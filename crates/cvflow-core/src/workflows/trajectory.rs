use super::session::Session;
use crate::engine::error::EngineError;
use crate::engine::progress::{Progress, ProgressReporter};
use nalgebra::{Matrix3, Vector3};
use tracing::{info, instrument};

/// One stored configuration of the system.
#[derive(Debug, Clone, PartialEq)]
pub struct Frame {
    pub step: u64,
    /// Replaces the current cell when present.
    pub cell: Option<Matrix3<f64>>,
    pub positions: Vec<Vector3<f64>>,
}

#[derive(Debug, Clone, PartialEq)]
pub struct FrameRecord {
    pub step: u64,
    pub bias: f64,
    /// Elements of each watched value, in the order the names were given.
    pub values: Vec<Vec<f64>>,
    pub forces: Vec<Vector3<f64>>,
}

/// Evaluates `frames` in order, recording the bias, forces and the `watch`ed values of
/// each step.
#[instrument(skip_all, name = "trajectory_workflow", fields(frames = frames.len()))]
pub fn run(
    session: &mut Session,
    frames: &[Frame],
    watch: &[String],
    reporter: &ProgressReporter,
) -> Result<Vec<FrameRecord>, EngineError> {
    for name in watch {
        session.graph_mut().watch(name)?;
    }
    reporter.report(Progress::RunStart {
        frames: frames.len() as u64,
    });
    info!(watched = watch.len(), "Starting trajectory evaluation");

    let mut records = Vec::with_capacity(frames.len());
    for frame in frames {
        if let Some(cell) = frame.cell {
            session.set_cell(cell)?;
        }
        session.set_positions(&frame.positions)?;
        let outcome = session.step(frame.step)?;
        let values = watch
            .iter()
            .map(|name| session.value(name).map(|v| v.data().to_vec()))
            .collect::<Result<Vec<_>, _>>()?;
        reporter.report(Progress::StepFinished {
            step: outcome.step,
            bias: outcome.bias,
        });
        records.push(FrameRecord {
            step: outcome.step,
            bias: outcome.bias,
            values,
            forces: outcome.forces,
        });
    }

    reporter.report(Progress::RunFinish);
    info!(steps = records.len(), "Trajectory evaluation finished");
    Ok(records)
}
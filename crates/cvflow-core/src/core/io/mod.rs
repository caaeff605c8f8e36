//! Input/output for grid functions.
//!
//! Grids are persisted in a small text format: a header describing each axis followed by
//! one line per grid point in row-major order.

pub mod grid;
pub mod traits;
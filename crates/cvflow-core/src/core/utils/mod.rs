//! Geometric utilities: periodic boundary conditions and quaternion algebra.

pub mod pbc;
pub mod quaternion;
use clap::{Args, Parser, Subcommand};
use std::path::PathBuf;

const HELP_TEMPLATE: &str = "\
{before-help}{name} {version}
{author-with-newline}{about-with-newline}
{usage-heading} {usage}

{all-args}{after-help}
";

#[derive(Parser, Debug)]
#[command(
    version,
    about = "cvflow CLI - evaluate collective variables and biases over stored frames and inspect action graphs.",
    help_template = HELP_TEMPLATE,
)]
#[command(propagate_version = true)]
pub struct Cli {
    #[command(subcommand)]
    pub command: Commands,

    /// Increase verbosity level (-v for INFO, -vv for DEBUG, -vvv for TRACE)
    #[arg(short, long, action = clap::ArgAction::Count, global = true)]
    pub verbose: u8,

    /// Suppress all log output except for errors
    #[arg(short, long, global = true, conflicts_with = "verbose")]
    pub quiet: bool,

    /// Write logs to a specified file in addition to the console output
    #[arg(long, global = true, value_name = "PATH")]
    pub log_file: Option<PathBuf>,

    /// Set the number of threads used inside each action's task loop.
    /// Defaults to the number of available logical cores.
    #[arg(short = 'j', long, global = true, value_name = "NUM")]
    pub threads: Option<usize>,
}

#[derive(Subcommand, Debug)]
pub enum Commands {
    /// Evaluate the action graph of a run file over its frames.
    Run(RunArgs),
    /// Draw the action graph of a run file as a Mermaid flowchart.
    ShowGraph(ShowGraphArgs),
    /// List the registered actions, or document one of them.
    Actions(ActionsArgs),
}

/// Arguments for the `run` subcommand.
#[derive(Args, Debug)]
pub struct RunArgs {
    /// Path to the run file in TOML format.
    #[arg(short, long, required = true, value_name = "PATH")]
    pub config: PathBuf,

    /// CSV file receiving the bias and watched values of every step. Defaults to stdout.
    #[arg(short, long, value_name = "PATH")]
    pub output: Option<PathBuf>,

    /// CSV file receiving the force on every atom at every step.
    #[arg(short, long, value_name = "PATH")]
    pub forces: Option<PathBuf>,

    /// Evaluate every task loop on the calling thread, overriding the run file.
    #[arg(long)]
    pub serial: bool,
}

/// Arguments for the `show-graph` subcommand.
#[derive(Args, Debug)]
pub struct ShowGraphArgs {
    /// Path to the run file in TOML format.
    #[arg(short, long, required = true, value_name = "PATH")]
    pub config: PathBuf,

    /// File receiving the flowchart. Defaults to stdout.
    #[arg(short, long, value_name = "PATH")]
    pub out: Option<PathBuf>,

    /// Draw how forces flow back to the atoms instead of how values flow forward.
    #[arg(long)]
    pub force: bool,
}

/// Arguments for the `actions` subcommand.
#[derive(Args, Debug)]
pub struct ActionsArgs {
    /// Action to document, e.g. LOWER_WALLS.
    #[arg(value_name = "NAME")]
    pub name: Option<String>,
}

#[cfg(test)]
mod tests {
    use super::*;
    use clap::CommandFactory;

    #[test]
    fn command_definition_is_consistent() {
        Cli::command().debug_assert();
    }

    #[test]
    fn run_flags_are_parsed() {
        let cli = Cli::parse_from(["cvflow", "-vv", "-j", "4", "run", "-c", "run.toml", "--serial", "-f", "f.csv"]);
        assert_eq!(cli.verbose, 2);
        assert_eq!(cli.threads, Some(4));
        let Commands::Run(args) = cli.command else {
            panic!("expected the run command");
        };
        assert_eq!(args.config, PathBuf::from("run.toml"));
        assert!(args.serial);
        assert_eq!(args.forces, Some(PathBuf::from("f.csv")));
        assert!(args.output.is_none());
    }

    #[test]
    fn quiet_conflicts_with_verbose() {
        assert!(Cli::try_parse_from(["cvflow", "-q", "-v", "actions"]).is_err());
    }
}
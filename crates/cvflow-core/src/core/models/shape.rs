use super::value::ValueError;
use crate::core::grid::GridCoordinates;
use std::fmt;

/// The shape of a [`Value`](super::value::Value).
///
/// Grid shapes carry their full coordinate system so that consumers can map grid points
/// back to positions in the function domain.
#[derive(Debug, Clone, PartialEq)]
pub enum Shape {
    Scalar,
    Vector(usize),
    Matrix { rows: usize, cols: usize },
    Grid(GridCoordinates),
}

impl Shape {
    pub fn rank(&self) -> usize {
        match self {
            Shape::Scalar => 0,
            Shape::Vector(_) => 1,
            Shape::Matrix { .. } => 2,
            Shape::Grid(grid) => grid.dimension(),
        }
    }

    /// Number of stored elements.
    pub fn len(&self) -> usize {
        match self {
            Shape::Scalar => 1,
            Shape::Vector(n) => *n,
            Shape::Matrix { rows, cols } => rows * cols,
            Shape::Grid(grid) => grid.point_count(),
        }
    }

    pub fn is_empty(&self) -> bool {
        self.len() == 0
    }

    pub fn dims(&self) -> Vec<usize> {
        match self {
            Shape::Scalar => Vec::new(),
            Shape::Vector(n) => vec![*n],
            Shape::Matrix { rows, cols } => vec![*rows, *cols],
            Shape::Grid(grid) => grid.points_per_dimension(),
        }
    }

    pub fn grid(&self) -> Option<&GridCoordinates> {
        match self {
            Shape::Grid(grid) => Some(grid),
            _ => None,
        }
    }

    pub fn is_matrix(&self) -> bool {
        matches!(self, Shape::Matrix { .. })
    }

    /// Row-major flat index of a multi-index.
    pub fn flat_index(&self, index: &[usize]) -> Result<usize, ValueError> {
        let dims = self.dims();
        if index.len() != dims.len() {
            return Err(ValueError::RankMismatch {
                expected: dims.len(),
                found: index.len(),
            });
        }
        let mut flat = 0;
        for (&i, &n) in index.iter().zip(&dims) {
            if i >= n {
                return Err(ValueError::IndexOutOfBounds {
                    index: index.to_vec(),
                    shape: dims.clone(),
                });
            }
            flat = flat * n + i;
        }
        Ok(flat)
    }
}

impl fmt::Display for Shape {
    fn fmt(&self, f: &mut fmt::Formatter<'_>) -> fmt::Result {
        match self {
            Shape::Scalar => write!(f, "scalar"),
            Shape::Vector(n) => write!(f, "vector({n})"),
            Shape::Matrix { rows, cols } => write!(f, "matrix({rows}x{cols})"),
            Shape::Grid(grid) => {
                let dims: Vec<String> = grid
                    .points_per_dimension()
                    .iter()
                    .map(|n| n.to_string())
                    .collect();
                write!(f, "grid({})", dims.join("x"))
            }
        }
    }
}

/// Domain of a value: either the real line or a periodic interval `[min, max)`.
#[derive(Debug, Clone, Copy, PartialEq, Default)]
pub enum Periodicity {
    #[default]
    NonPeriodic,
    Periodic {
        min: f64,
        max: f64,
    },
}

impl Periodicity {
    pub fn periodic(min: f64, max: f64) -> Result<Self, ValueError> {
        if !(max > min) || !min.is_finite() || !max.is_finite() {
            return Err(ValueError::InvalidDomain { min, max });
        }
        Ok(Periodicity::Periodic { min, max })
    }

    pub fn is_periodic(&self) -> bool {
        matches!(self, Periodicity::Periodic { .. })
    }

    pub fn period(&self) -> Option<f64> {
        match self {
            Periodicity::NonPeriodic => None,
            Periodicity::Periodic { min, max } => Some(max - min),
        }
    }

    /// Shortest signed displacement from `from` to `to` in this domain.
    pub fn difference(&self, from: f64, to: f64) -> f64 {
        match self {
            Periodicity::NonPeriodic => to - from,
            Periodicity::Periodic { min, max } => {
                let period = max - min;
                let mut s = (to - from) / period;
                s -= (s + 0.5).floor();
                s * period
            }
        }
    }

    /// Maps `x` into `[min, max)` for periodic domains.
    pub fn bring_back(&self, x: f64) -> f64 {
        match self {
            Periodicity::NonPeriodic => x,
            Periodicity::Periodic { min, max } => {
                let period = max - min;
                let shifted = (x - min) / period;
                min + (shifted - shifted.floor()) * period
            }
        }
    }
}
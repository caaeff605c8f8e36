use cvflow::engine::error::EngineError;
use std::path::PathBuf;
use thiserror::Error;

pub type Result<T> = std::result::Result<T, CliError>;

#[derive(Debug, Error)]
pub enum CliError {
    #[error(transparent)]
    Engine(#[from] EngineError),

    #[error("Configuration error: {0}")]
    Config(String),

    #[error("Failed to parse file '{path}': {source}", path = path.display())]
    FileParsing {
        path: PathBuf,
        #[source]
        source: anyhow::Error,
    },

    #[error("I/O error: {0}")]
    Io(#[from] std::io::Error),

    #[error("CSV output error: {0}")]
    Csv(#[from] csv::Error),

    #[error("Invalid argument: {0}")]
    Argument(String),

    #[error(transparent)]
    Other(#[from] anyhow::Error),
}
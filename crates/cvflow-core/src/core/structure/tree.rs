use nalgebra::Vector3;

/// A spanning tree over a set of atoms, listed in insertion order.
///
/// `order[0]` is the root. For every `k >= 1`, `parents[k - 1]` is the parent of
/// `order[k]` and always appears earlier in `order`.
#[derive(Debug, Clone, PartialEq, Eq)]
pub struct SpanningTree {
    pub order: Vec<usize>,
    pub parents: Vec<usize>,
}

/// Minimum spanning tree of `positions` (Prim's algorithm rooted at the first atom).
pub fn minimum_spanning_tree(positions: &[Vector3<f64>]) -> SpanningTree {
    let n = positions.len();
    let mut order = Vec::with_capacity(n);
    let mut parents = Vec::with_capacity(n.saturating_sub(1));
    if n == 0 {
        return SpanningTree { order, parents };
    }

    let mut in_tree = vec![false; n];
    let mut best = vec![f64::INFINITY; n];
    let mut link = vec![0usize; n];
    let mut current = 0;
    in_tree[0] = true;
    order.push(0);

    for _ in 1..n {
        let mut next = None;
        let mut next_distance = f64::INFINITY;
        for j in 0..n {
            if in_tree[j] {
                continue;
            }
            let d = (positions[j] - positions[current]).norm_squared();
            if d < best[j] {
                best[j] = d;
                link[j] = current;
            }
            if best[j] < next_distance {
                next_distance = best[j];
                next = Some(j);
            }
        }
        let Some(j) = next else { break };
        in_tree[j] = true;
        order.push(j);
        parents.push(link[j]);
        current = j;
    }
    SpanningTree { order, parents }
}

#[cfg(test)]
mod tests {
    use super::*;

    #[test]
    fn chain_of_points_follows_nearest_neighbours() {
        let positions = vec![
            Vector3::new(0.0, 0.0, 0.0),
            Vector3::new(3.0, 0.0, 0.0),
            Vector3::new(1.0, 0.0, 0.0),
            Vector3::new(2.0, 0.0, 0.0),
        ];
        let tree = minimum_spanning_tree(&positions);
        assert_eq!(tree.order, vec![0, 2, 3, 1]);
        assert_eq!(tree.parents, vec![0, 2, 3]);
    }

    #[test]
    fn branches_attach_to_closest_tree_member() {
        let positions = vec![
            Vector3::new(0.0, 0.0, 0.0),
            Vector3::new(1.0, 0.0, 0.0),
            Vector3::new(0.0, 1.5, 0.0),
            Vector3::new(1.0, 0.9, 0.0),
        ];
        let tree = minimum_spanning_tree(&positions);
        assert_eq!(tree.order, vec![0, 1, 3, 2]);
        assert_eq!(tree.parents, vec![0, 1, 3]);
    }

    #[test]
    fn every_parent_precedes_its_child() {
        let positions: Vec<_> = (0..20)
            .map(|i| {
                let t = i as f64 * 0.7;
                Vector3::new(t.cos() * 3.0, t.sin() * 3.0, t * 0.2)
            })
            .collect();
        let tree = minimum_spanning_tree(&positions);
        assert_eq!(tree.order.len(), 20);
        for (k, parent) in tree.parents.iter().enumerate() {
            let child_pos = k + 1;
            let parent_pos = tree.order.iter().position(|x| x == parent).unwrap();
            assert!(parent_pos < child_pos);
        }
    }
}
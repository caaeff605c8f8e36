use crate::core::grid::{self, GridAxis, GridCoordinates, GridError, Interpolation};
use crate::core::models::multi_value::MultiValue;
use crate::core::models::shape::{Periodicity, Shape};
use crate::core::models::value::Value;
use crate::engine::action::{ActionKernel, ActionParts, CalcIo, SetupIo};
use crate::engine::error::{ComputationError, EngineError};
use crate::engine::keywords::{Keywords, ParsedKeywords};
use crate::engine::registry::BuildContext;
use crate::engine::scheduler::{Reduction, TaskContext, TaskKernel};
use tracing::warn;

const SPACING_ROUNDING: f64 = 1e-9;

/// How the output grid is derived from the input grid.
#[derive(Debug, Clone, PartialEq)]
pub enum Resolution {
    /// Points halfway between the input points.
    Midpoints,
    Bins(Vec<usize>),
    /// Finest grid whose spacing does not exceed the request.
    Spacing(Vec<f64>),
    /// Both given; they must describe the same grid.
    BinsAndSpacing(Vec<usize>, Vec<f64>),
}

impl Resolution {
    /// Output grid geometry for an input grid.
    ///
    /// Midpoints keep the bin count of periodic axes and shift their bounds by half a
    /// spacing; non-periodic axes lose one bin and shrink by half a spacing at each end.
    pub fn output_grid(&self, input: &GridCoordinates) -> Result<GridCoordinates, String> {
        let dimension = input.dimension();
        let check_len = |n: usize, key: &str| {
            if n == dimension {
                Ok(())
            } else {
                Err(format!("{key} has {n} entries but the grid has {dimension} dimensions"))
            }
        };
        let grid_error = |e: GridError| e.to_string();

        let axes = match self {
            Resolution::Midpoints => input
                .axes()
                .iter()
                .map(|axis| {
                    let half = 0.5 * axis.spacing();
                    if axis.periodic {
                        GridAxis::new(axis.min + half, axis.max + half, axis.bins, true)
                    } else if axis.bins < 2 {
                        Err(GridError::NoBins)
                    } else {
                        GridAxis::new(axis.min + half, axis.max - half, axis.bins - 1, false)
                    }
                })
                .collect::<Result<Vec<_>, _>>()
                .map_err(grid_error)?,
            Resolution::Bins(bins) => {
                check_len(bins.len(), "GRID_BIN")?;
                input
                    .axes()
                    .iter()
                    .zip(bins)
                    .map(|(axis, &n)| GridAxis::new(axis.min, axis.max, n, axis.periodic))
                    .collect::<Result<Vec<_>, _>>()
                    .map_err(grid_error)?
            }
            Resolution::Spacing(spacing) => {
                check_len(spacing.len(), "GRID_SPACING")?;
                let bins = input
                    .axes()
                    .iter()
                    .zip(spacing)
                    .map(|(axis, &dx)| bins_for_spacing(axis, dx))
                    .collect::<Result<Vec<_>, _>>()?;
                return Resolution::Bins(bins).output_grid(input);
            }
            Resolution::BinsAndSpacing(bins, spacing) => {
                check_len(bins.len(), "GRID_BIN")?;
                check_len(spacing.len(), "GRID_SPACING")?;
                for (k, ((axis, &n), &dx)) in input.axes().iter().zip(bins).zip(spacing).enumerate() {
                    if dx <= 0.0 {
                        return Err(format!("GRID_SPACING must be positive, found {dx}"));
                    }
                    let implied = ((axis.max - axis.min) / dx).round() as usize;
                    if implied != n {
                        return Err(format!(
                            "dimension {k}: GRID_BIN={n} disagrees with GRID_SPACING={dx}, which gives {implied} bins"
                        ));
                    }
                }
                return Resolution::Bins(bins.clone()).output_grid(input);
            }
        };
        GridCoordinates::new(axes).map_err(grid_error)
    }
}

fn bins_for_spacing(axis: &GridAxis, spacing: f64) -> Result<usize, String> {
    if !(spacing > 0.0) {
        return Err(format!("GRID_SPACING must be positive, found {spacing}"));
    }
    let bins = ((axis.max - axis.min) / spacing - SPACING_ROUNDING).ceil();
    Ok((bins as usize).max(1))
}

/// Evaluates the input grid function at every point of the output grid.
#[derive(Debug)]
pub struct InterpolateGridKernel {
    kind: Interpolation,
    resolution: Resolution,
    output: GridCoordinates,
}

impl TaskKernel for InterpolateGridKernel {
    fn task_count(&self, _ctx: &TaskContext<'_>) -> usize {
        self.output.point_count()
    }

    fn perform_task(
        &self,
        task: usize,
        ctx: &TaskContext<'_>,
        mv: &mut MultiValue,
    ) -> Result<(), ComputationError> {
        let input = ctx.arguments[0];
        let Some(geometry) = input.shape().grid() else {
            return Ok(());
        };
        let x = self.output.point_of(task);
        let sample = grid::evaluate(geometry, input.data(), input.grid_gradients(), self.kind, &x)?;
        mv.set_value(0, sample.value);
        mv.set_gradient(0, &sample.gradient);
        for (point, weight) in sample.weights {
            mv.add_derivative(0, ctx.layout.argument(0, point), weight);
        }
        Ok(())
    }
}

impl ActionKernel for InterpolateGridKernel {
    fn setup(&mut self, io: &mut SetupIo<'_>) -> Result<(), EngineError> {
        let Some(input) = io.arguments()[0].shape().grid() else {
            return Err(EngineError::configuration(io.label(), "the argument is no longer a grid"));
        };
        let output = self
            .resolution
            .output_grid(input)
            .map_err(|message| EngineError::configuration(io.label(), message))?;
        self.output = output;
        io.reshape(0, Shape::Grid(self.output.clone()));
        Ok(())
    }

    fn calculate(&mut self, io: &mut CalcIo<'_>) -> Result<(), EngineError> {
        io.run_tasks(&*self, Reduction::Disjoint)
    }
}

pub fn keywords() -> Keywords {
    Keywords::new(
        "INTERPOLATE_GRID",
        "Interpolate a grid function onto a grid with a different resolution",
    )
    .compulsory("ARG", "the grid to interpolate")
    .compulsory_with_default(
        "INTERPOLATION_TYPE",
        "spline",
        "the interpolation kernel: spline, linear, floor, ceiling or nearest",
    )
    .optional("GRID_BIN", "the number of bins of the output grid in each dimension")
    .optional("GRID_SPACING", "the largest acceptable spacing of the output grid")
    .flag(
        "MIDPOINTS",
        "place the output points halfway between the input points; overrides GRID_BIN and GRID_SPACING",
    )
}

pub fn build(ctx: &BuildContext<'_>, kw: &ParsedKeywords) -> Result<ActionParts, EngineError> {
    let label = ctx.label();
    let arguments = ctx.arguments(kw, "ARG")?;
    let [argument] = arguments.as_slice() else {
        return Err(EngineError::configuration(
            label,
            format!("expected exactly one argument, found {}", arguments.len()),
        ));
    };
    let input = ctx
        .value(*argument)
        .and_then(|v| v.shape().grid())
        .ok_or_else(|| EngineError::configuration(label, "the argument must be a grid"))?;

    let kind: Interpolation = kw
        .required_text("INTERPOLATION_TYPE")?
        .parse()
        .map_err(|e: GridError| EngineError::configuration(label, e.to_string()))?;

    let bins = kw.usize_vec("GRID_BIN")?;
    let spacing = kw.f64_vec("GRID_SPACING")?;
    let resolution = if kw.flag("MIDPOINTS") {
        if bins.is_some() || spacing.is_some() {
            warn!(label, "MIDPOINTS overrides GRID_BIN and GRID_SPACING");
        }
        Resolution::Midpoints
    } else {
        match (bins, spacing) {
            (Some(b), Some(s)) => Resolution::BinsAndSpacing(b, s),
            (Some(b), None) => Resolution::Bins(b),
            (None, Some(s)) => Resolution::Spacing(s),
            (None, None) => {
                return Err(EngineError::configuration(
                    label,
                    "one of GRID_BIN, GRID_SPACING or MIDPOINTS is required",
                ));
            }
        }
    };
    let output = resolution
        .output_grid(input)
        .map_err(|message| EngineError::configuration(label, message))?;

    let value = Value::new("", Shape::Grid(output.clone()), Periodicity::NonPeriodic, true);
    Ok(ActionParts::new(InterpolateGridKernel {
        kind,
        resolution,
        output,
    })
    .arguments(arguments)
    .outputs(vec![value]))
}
● ● ● ● ●
## Try it
Copy every line of the data where "link" is found.

## Answer space
    let mut link = vec![0usize; n];
                link[j] = current;
        parents.push(link[j]);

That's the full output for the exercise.